**What is required:** Check every line of the entries for "Deserialize", and copy the lines that hold it.

**Data supplied:**
============================================================

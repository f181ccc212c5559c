// DisplayPort link training tools
//
// Copyright (C) 2023, Intel Corporation

//! Link parameters negotiated with the sink and the link status it reports.

use std::fmt::{self, Display};

use clap::ValueEnum;
use serde::Deserialize;

use crate::phy::Level;
use crate::regs::dpcd;

/// Main link rate per lane.
#[derive(Copy, Clone, Debug, PartialEq, Eq, PartialOrd, Ord, Hash, Deserialize, ValueEnum)]
#[serde(rename_all = "lowercase")]
pub enum LinkRate {
    /// 1.62 Gb/s (RBR).
    Rbr,
    /// 2.7 Gb/s (HBR).
    Hbr,
    /// 5.4 Gb/s (HBR2).
    Hbr2,
}

impl LinkRate {
    /// Decodes `MAX_LINK_RATE`/`LINK_BW_SET` value.
    pub fn from_dpcd(code: u8) -> Option<Self> {
        match code {
            0x06 => Some(Self::Rbr),
            0x0a => Some(Self::Hbr),
            0x14 => Some(Self::Hbr2),
            _ => None,
        }
    }

    /// Returns the `LINK_BW_SET` value.
    pub fn dpcd_code(&self) -> u8 {
        match self {
            Self::Rbr => 0x06,
            Self::Hbr => 0x0a,
            Self::Hbr2 => 0x14,
        }
    }

    /// Returns the rate in Mb/s.
    pub fn mbps(&self) -> u32 {
        u32::from(self.dpcd_code()) * 270
    }
}

impl Display for LinkRate {
    fn fmt(&self, f: &mut fmt::Formatter<'_>) -> fmt::Result {
        let s = match self {
            Self::Rbr => "1.62 Gb/s",
            Self::Hbr => "2.7 Gb/s",
            Self::Hbr2 => "5.4 Gb/s",
        };
        write!(f, "{s}")
    }
}

/// Number of main link lanes.
#[derive(Copy, Clone, Debug, PartialEq, Eq, PartialOrd, Ord, Hash)]
pub enum LaneCount {
    One,
    Two,
    Four,
}

impl LaneCount {
    /// Decodes the lane count field of `MAX_LANE_COUNT`/`LANE_COUNT_SET`.
    pub fn from_dpcd(value: u8) -> Option<Self> {
        match u32::from(value) & dpcd::LANE_COUNT_MASK {
            1 => Some(Self::One),
            2 => Some(Self::Two),
            4 => Some(Self::Four),
            _ => None,
        }
    }

    /// Number of active lanes.
    pub fn count(&self) -> usize {
        match self {
            Self::One => 1,
            Self::Two => 2,
            Self::Four => 4,
        }
    }
}

impl TryFrom<u8> for LaneCount {
    type Error = String;

    fn try_from(value: u8) -> Result<Self, Self::Error> {
        Self::from_dpcd(value).ok_or_else(|| format!("Invalid lane count {value}"))
    }
}

impl Display for LaneCount {
    fn fmt(&self, f: &mut fmt::Formatter<'_>) -> fmt::Result {
        write!(f, "x{}", self.count())
    }
}

/// Link configuration of one training attempt.
///
/// Lane count and rate are fixed for the attempt, the drive level follows what the sink asks
/// for. Returned to the caller when training succeeds.
#[derive(Copy, Clone, Debug, PartialEq, Eq)]
pub struct LinkConfig {
    lane_count: LaneCount,
    link_rate: LinkRate,
    enhanced_framing: bool,
    level: Level,
}

impl LinkConfig {
    pub fn new(lane_count: LaneCount, link_rate: LinkRate, enhanced_framing: bool) -> Self {
        Self {
            lane_count,
            link_rate,
            enhanced_framing,
            level: Level::default(),
        }
    }

    pub fn lane_count(&self) -> LaneCount {
        self.lane_count
    }

    pub fn link_rate(&self) -> LinkRate {
        self.link_rate
    }

    pub fn enhanced_framing(&self) -> bool {
        self.enhanced_framing
    }

    /// Drive level currently applied to all lanes.
    pub fn level(&self) -> Level {
        self.level
    }

    pub(crate) fn set_level(&mut self, level: Level) {
        self.level = level;
    }

    pub fn max_vswing_reached(&self) -> bool {
        self.level.max_swing_reached()
    }

    pub fn max_preemphasis_reached(&self) -> bool {
        self.level.max_preemphasis_reached()
    }

    /// Returns the `LANE_COUNT_SET` value.
    pub fn lane_count_set(&self) -> u32 {
        let mut value = self.lane_count.count() as u32;
        if self.enhanced_framing {
            value |= dpcd::ENHANCED_FRAME_EN;
        }
        value
    }
}

impl Display for LinkConfig {
    fn fmt(&self, f: &mut fmt::Formatter<'_>) -> fmt::Result {
        write!(f, "{} @ {}, {}", self.lane_count, self.link_rate, self.level)
    }
}

/// Lane status reported by the sink in `LANEx_y_STATUS` and `LANE_ALIGN_STATUS_UPDATED`.
#[derive(Copy, Clone, Debug, PartialEq, Eq)]
pub struct TrainingStatus {
    lanes: [u8; 4],
    align: u8,
    lane_count: LaneCount,
}

impl TrainingStatus {
    /// Builds the status from the raw registers. Lanes beyond `lane_count` are ignored.
    pub fn from_registers(lane0_1: u8, lane2_3: u8, align: u8, lane_count: LaneCount) -> Self {
        Self {
            lanes: [lane0_1 & 0xf, lane0_1 >> 4, lane2_3 & 0xf, lane2_3 >> 4],
            align,
            lane_count,
        }
    }

    fn active(&self) -> &[u8] {
        &self.lanes[..self.lane_count.count()]
    }

    /// Returns `true` if `lane` has clock recovery done.
    pub fn lane_clock_recovery_done(&self, lane: usize) -> bool {
        self.lanes[lane] & dpcd::LANE_CR_DONE != 0
    }

    /// Returns `true` if `lane` is equalized and symbol locked.
    pub fn lane_equalized(&self, lane: usize) -> bool {
        let mask = dpcd::LANE_CHANNEL_EQ_DONE | dpcd::LANE_SYMBOL_LOCKED;
        self.lanes[lane] & mask == mask
    }

    /// All active lanes have clock recovery done.
    pub fn clock_recovery_done(&self) -> bool {
        self.active().iter().all(|s| s & dpcd::LANE_CR_DONE != 0)
    }

    /// All active lanes have channel equalization done and symbol lock.
    pub fn channel_eq_done(&self) -> bool {
        (0..self.lane_count.count()).all(|lane| self.lane_equalized(lane))
    }

    /// Inter-lane alignment is done.
    pub fn interlane_align_done(&self) -> bool {
        self.align & dpcd::INTERLANE_ALIGN_DONE != 0
    }
}

/// Drive levels the sink asks for in `ADJUST_REQUEST_LANEx_y`.
#[derive(Copy, Clone, Debug, PartialEq, Eq)]
pub struct AdjustRequest {
    lanes: [(u8, u8); 4],
}

impl AdjustRequest {
    pub fn from_registers(lane0_1: u8, lane2_3: u8) -> Self {
        let split = |v: u8| ((v & 0x3, (v >> 2) & 0x3), ((v >> 4) & 0x3, (v >> 6) & 0x3));
        let (l0, l1) = split(lane0_1);
        let (l2, l3) = split(lane2_3);
        Self {
            lanes: [l0, l1, l2, l3],
        }
    }

    /// Requested `(swing, preemphasis)` of `lane`.
    pub fn lane(&self, lane: usize) -> (u8, u8) {
        self.lanes[lane]
    }

    /// Coalesces the requests of the active lanes into one level.
    ///
    /// Independent per-lane drive settings are optional for the transmitter so the highest
    /// swing and highest pre-emphasis requested by any active lane is used. The result is
    /// clamped to a legal combination.
    pub fn coalesce(&self, lane_count: LaneCount) -> Level {
        let active = &self.lanes[..lane_count.count()];
        let swing = active.iter().map(|l| l.0).max().unwrap_or(0);
        let preemphasis = active.iter().map(|l| l.1).max().unwrap_or(0);
        Level::clamped(swing, preemphasis)
    }
}
#[test]
fn electrical_legality() {
    let generation = generation();
    let mut rng = StdRng::seed_from_u64(0xd1_5b1a);

    for _ in 0..20 {
        // Raw requests include combinations that are not legal.
        let mut requests = || -> Vec<[u8; 2]> {
            (0..rng.gen_range(1..8))
                .map(|_| [rng.gen_range(0..4), rng.gen_range(0..4)])
                .collect()
        };
        let cr = requests();
        let eq = requests();

        let mut config = TrainingConfig::default();
        config.set_cr_iteration_limit(12);

        let (port, result) = train_with(
            ScriptedSink {
                clock_recovery: ClockRecovery::Never(cr),
                ..Default::default()
            },
            config,
        );
        assert!(result.is_err());
        assert_electrically_legal(&port, &generation);

        let (port, result) = train(ScriptedSink {
            equalization: Equalization {
                done_after: None,
                requests: eq,
                ..Default::default()
            },
            ..Default::default()
        });
        assert!(result.is_err());
        assert_electrically_legal(&port, &generation);
    }
}

#[test]
fn training_is_turned_off_after_settle_delay() {
    let (port, result) = train(ScriptedSink::default());
    assert!(result.is_ok());

    let controls: Vec<_> = port
        .events()
        .iter()
        .filter_map(|(time, e)| match e {
            Event::PortControl(value) => Some((*time, *value)),
            _ => None,
        })
        .collect();

    let (idle_at, idle) = controls[controls.len() - 2];
    let (off_at, off) = controls[controls.len() - 1];
    assert_eq!(port::LinkTrain::get_field(idle), port::LINK_TRAIN_IDLE);
    assert_eq!(port::LinkTrain::get_field(off), port::LINK_TRAIN_OFF);
    assert_eq!(off_at - idle_at, SETTLE_DELAY);

    // Four lanes are put idle before the port is disabled.
    let (_, first) = controls[0];
    assert_eq!(port::LinkTrain::get_field(first), port::LINK_TRAIN_IDLE);
    assert_eq!(controls[1].0 - controls[0].0, SETTLE_DELAY);
    assert!(!port::Enable::get_bit(controls[1].1));
}

#[test]
fn equalization_waits_for_pattern() {
    let (port, result) = train(ScriptedSink::default());
    assert!(result.is_ok());

    let events: Vec<_> = port.events().iter().map(|(_, e)| e).collect();
    let pattern_2 = events
        .iter()
        .position(|e| {
            matches!(e, Event::DpcdWrite { address, data }
                if *address == dpcd::TRAINING_PATTERN_SET && data[0] & 0x3 == 2)
        })
        .unwrap();
    assert_eq!(*events[pattern_2 + 1], Event::Delay(EQ_PATTERN_DELAY));
    assert!(matches!(events[pattern_2 + 2], Event::PhyWrite { .. }));
}

#[test]
fn read_interval_from_sink() {
    let (port, result) = train(ScriptedSink {
        aux_rd_interval: 1,
        ..Default::default()
    });
    assert!(result.is_ok());

    let waits = port
        .events()
        .iter()
        .filter(|(_, e)| *e == Event::Delay(Duration::from_millis(4)))
        .count();
    // One clock recovery poll and one equalization poll.
    assert_eq!(waits, 2);
}

#[test]
fn survives_transient_aux_failures() {
    let generation = generation();
    let mut port = SimulatedPort::default();
    let dpcd = port.dpcd();
    let caps = Capabilities::probe(&mut port, &dpcd).unwrap();

    port.sink_mut().fail_next_attempts(AUX_RETRY_LIMIT - 1);

    let mut ctx = PortTrainingContext::new(&generation, PortId::B, caps).unwrap();
    assert!(ctx.train(&mut port).is_ok());
}

#[test]
fn no_sink() {
    let mut port = SimulatedPort::default();
    port.sink_mut().set_responding(false);
    let dpcd = port.dpcd();
    let err = Capabilities::probe(&mut port, &dpcd).unwrap_err();
    assert_eq!(err.kind(), std::io::ErrorKind::NotFound);
}

#[test]
fn other_port() {
    let generation = generation();
    let mut port =
        SimulatedPort::with_generation(&generation, PortId::C, SinkModel::default()).unwrap();
    let dpcd = port.dpcd();
    let caps = Capabilities::probe(&mut port, &dpcd).unwrap();

    let mut ctx = PortTrainingContext::new(&generation, PortId::C, caps).unwrap();
    assert!(ctx.train(&mut port).is_ok());
    assert_eq!(port.phy_level(&generation), Some(Level::default()));
    assert!(port::Enable::get_bit(port.port_control()));
}

#[test]
fn bundled_scenarios() {
    let dir = std::path::Path::new(env!("CARGO_MANIFEST_DIR")).join("scenarios");
    let expected = [
        ("happy-path.json", true),
        ("clock-recovery-stall.json", false),
        ("aux-loss.json", false),
        ("equalization-retries.json", true),
    ];

    for (name, ok) in expected {
        let script = ScriptedSink::from_file(dir.join(name)).unwrap();
        let (_, result) = train(script);
        assert_eq!(result.is_ok(), ok, "{name}: {result:?}");
    }
}
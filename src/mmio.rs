// DisplayPort link training tools
//
// Copyright (C) 2023, Intel Corporation

//! Register access of a real display controller.
//!
//! The controller registers are mapped from the PCI BAR 0 resource file in `sysfs`. This needs
//! root privileges and nothing else (such as the kernel graphics driver) should be touching the
//! same port at the same time.

use std::ffi::c_void;
use std::fmt::{self, Display};
use std::fs::OpenOptions;
use std::io::{self, Error, ErrorKind};
use std::num::NonZeroUsize;
use std::os::unix::io::AsRawFd;
use std::path::{Path, PathBuf};
use std::ptr;

use log::{debug, warn};
use nix::sys::mman::{self, MapFlags, ProtFlags};

use crate::access::RegisterAccess;
use crate::util;

const PCI_VENDOR_INTEL: u16 = 0x8086;
const PCI_CLASS_DISPLAY: u32 = 0x03;

/// Memory-mapped registers of one display controller.
pub struct Mmio {
    path: PathBuf,
    base: *mut c_void,
    len: usize,
}

impl Mmio {
    /// Maps PCI resource file at `path` (for example `/sys/bus/pci/devices/0000:00:02.0/resource0`).
    pub fn open<P: AsRef<Path>>(path: P) -> io::Result<Self> {
        let path = path.as_ref().to_path_buf();
        let file = OpenOptions::new().read(true).write(true).open(&path)?;
        let len = file.metadata()?.len() as usize;
        let size = NonZeroUsize::new(len).ok_or_else(|| {
            Error::new(
                ErrorKind::InvalidInput,
                format!("{} is empty", path.display()),
            )
        })?;

        // SAFETY: Mapping a device resource shared, nothing else in this process aliases it.
        let base = unsafe {
            mman::mmap(
                None,
                size,
                ProtFlags::PROT_READ | ProtFlags::PROT_WRITE,
                MapFlags::MAP_SHARED,
                file.as_raw_fd(),
                0,
            )
        }?;

        debug!("mapped {} bytes of {}", len, path.display());

        Ok(Self { path, base, len })
    }

    pub fn path(&self) -> &Path {
        &self.path
    }

    /// Size of the mapping in bytes.
    pub fn len(&self) -> usize {
        self.len
    }

    pub fn is_empty(&self) -> bool {
        self.len == 0
    }

    fn register(&self, offset: u32) -> Option<*mut u32> {
        let offset = offset as usize;
        if offset % 4 != 0 || offset + 4 > self.len {
            return None;
        }
        // SAFETY: Checked above that the register is within the mapping.
        Some(unsafe { self.base.cast::<u8>().add(offset).cast::<u32>() })
    }
}

impl RegisterAccess for Mmio {
    fn read(&mut self, offset: u32) -> u32 {
        match self.register(offset) {
            // SAFETY: Aligned and within the mapping.
            Some(reg) => unsafe { ptr::read_volatile(reg) },
            None => {
                warn!("read of register {:#x} outside of {}", offset, self.path.display());
                !0
            }
        }
    }

    fn write(&mut self, offset: u32, value: u32) {
        match self.register(offset) {
            // SAFETY: Aligned and within the mapping.
            Some(reg) => unsafe { ptr::write_volatile(reg, value) },
            None => warn!("write of register {:#x} outside of {}", offset, self.path.display()),
        }
    }
}

impl Drop for Mmio {
    fn drop(&mut self) {
        // SAFETY: Unmapping what was mapped in open().
        if let Err(err) = unsafe { mman::munmap(self.base, self.len) } {
            warn!("failed to unmap {}: {}", self.path.display(), err);
        }
    }
}

/// Display controller found on the PCI bus.
#[derive(Clone, Debug, PartialEq, Eq)]
pub struct DisplayController {
    name: String,
    device: u16,
    syspath: PathBuf,
}

impl DisplayController {
    /// PCI name of the controller such as `0000:00:02.0`.
    pub fn name(&self) -> &str {
        &self.name
    }

    /// PCI device ID.
    pub fn device(&self) -> u16 {
        self.device
    }

    pub fn sysfs_path(&self) -> &Path {
        &self.syspath
    }

    /// Maps registers of the controller.
    pub fn mmio(&self) -> io::Result<Mmio> {
        Mmio::open(self.syspath.join("resource0"))
    }

    fn parse(udev: udev::Device) -> Option<Self> {
        let attr = |name: &str| -> Option<u32> {
            util::parse_hex(udev.attribute_value(name)?.to_str()?)
        };

        if attr("vendor")? != u32::from(PCI_VENDOR_INTEL) {
            return None;
        }
        if attr("class")? >> 16 != PCI_CLASS_DISPLAY {
            return None;
        }

        Some(Self {
            name: String::from(udev.sysname().to_str()?),
            device: attr("device")? as u16,
            syspath: udev.syspath().to_path_buf(),
        })
    }
}

impl Display for DisplayController {
    fn fmt(&self, f: &mut fmt::Formatter<'_>) -> fmt::Result {
        write!(f, "{} [{:04x}:{:04x}]", self.name, PCI_VENDOR_INTEL, self.device)
    }
}

/// Returns Intel display controllers of the system.
///
/// Returns [`ErrorKind::NotFound`] if there are none.
pub fn find_display_controllers() -> io::Result<Vec<DisplayController>> {
    let mut enumerator = udev::Enumerator::new()?;

    enumerator.match_subsystem("pci")?;

    let controllers: Vec<_> = enumerator
        .scan_devices()?
        .filter_map(DisplayController::parse)
        .collect();

    if controllers.is_empty() {
        return Err(Error::new(
            ErrorKind::NotFound,
            "no Intel display controller found",
        ));
    }

    Ok(controllers)
}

============================================================

**Reply:**
use serde::Deserialize;
#[derive(Copy, Clone, Debug, PartialEq, Eq, PartialOrd, Ord, Hash, Deserialize, ValueEnum)]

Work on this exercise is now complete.